Your assignment.
Exactly the lines from the top of the records below through the one containing "the only async" must be set down, with no line added or dropped.

Records to use.
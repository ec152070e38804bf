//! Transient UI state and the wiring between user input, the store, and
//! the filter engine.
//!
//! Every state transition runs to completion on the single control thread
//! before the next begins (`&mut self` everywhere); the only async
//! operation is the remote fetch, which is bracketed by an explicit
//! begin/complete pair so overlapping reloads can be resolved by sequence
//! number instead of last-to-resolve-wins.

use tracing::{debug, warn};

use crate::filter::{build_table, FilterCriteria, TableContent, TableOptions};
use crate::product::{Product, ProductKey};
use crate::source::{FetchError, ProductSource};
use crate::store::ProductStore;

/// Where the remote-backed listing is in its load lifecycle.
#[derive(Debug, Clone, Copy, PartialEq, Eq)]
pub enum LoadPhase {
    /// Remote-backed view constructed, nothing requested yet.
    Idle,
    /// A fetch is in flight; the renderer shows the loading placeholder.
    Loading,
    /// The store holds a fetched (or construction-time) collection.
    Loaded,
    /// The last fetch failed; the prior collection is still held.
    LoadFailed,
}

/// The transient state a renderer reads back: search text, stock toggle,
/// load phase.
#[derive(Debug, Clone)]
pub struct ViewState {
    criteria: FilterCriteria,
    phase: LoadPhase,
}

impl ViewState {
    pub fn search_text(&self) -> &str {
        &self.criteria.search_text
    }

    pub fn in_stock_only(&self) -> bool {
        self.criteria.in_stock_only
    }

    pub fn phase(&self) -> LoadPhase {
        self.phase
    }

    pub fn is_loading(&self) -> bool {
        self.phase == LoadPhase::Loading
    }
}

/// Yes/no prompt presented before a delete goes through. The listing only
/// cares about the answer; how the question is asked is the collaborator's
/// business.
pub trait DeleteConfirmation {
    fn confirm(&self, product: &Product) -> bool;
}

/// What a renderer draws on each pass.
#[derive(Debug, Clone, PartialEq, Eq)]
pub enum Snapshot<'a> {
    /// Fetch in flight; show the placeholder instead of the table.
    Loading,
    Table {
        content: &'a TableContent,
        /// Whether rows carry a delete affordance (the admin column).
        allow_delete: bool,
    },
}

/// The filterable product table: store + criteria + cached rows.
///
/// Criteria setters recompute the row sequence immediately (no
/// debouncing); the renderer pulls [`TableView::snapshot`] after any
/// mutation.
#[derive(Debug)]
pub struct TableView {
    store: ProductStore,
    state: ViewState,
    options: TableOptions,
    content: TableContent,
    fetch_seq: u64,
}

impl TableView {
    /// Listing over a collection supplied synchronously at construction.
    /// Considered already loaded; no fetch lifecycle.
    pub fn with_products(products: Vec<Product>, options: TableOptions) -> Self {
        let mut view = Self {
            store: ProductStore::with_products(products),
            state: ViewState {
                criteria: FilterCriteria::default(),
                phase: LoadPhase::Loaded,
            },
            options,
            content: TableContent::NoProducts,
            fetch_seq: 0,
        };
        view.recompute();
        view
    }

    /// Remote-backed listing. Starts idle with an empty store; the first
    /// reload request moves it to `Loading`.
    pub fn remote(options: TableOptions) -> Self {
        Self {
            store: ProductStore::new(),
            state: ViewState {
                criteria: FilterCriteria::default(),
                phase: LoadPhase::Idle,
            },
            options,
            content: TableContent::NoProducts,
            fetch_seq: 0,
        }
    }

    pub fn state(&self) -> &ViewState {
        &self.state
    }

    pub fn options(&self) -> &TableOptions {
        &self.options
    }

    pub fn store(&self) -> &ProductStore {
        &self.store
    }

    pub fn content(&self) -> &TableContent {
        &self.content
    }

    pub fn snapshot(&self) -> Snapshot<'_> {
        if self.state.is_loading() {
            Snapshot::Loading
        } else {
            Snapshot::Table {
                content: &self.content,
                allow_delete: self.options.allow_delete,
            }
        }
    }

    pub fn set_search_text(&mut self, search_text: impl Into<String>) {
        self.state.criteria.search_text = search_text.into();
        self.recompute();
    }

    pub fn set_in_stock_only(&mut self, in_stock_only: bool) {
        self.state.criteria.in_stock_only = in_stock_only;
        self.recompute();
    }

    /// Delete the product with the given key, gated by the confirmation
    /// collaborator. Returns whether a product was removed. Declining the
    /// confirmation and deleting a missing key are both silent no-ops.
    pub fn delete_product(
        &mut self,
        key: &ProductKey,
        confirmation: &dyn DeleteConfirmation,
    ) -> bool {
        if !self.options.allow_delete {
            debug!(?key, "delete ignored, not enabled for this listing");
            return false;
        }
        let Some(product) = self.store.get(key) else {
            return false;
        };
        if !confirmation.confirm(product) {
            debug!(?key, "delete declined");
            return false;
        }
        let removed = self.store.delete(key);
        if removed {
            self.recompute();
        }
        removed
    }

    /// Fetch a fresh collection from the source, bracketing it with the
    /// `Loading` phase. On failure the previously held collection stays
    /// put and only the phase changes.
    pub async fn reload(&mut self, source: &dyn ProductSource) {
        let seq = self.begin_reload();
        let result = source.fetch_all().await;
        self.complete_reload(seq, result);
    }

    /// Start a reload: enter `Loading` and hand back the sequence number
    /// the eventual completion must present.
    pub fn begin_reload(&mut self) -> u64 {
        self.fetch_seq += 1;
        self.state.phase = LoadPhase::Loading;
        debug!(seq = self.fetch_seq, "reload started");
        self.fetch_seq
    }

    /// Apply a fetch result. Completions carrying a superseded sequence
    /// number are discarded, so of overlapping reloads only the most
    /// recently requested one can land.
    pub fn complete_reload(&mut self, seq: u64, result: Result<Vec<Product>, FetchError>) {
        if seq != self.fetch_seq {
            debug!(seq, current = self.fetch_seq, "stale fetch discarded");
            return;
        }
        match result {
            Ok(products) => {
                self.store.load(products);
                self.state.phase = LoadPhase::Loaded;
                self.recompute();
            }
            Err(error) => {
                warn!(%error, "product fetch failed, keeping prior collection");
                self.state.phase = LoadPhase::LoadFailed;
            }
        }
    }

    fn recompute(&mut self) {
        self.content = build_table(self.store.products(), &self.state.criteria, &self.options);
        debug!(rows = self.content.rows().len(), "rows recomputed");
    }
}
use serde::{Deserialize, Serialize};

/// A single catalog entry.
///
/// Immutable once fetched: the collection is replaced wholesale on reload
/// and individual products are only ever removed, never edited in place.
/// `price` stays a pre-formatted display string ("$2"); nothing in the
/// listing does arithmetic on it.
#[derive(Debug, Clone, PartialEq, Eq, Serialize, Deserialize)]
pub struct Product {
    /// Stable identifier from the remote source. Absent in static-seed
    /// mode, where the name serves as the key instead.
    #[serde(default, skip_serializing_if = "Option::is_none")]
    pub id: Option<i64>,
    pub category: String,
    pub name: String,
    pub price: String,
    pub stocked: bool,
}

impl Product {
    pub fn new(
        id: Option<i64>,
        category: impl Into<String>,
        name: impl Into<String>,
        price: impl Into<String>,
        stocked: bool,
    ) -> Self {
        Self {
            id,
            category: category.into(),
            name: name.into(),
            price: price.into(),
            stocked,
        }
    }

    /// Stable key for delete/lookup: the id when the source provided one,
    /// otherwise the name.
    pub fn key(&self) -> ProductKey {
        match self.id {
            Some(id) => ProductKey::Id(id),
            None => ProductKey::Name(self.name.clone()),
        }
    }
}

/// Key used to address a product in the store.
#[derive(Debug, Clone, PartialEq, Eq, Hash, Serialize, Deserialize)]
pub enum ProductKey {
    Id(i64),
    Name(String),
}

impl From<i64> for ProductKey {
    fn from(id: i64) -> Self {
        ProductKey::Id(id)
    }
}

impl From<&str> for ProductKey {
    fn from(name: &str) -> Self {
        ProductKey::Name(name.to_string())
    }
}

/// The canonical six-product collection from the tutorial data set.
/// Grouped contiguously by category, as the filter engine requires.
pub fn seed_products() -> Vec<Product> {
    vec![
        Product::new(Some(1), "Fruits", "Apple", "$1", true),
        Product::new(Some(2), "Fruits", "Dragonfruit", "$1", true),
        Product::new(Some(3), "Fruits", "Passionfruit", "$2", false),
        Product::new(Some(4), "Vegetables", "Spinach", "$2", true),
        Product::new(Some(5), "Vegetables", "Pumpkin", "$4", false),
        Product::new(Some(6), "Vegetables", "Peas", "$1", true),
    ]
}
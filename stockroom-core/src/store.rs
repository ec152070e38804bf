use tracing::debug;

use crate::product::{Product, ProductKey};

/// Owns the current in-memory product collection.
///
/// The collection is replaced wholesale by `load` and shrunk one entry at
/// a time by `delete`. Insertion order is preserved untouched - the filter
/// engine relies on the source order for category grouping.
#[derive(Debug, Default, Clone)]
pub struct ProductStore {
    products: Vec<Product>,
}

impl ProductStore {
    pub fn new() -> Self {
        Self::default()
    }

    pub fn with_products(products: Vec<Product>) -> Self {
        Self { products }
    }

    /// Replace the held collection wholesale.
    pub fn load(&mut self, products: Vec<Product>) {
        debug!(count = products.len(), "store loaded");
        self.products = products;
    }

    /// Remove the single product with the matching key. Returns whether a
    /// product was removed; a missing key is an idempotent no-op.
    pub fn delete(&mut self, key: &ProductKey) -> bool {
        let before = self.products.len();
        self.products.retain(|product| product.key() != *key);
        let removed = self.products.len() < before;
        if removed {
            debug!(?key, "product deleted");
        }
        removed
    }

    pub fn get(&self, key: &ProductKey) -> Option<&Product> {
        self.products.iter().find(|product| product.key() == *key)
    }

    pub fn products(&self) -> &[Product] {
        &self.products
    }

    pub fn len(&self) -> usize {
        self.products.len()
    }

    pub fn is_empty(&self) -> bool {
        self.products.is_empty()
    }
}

Response to the task.
repository ec152070e38804bf
//! Transient UI state and the wiring between user input, the store, and
//! the filter engine.
//!
//! Every state transition runs to completion on the single control thread
//! before the next begins (`&mut self` everywhere); the only async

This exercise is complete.